--- YOUR TASK ---
In the records that follow, count the lines where the string "members" appears, and give the count with nothing added.

--- PROVIDED RECORDS ---
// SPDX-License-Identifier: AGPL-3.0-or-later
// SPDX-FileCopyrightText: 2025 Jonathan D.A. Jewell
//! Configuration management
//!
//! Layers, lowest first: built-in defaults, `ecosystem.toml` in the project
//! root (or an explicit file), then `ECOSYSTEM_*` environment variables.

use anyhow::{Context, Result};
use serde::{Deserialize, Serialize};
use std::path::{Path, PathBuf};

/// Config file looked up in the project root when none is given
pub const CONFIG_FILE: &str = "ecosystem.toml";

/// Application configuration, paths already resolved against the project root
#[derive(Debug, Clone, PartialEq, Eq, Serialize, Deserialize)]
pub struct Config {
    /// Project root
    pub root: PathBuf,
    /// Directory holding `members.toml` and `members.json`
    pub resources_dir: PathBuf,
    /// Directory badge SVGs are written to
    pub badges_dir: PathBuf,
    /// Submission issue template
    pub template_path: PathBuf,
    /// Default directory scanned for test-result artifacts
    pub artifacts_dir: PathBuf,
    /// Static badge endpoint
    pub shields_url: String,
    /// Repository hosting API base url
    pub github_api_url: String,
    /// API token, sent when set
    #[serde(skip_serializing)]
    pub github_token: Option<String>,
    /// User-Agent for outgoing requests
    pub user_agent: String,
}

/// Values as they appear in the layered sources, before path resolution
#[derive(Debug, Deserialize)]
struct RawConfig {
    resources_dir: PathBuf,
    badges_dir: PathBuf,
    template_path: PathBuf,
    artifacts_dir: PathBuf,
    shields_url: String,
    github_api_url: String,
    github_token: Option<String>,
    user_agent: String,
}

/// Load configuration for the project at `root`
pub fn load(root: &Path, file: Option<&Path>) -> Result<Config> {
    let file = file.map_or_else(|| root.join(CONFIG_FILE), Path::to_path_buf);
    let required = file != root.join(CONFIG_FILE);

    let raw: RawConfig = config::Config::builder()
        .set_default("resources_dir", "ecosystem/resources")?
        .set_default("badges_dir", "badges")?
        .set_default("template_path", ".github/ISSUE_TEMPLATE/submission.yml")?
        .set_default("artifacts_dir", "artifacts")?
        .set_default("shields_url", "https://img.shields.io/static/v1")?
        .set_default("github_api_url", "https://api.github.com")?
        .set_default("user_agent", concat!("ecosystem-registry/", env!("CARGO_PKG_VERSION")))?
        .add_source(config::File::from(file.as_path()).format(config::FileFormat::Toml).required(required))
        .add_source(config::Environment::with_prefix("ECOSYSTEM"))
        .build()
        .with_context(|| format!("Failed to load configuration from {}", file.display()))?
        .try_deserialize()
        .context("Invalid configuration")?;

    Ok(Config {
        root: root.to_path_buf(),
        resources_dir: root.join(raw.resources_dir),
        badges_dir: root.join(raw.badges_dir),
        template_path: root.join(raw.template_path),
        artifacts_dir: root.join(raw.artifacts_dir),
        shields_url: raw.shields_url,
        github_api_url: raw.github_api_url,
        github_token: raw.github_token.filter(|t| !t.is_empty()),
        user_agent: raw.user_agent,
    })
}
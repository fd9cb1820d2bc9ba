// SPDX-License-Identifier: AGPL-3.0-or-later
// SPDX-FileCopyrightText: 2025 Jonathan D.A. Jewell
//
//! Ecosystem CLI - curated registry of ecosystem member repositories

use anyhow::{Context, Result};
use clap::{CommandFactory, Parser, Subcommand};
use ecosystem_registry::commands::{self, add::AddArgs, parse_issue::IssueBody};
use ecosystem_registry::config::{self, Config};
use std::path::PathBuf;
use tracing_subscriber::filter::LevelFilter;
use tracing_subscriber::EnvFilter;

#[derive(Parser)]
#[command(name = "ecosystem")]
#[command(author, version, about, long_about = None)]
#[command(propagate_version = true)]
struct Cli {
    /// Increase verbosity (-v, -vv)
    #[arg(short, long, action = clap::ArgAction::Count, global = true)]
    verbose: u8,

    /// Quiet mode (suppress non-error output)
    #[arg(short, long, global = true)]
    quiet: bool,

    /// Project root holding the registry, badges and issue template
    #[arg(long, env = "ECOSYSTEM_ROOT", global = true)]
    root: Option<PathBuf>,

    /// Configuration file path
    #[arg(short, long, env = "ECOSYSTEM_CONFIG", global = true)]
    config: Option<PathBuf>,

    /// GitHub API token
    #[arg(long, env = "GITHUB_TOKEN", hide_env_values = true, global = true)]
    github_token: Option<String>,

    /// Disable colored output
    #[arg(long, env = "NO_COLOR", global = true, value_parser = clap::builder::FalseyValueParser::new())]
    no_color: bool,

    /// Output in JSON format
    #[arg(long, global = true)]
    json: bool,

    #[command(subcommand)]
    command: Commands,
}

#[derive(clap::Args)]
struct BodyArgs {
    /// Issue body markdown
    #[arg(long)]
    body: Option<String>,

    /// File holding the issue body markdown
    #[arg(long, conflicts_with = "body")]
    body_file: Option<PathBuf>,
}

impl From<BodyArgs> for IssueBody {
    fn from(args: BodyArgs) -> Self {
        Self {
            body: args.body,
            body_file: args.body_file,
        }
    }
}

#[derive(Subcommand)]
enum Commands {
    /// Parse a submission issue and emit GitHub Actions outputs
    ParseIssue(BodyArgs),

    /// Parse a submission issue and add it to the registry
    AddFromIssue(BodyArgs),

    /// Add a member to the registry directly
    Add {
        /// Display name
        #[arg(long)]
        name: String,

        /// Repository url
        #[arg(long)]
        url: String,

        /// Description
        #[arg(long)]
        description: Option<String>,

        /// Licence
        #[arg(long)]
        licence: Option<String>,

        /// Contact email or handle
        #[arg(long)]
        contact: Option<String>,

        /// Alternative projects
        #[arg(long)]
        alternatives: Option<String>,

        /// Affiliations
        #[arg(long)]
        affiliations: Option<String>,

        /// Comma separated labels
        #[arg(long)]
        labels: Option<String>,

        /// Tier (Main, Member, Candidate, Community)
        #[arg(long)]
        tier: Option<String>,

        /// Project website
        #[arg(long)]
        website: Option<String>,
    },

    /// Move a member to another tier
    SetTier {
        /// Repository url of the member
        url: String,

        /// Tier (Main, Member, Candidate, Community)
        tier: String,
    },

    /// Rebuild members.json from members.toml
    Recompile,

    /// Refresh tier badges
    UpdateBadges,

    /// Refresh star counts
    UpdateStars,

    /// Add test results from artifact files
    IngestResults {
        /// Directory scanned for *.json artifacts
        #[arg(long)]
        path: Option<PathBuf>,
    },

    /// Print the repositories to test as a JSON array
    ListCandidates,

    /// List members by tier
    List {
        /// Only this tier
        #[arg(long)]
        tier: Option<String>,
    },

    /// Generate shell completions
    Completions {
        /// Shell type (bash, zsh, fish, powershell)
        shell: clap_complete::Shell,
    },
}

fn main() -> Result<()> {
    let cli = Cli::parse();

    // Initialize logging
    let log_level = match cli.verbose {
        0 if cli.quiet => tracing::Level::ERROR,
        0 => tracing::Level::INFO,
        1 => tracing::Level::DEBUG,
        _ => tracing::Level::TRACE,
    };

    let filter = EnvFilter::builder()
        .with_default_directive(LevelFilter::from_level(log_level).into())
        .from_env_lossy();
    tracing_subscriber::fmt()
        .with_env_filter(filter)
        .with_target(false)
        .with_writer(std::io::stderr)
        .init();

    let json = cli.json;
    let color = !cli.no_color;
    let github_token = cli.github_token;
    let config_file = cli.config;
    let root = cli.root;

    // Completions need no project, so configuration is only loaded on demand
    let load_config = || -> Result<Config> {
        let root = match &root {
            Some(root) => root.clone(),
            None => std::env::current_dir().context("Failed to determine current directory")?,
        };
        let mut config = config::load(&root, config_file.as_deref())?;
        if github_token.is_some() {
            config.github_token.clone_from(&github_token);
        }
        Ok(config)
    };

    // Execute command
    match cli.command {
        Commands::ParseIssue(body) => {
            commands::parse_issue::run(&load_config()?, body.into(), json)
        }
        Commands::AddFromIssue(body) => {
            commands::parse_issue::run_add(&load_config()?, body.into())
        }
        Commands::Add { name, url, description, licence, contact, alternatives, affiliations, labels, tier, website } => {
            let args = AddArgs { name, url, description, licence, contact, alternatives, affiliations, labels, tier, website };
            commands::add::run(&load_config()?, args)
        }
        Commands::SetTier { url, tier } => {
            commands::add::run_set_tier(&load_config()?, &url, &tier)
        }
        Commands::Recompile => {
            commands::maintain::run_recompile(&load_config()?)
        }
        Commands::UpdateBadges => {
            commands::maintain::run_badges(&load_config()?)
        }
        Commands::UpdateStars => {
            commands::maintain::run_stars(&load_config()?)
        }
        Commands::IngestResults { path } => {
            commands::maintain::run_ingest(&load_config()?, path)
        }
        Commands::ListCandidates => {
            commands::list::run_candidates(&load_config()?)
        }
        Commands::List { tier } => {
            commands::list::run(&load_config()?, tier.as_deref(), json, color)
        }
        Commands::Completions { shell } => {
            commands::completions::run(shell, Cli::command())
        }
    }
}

--- WRITTEN SOLUTION ---
3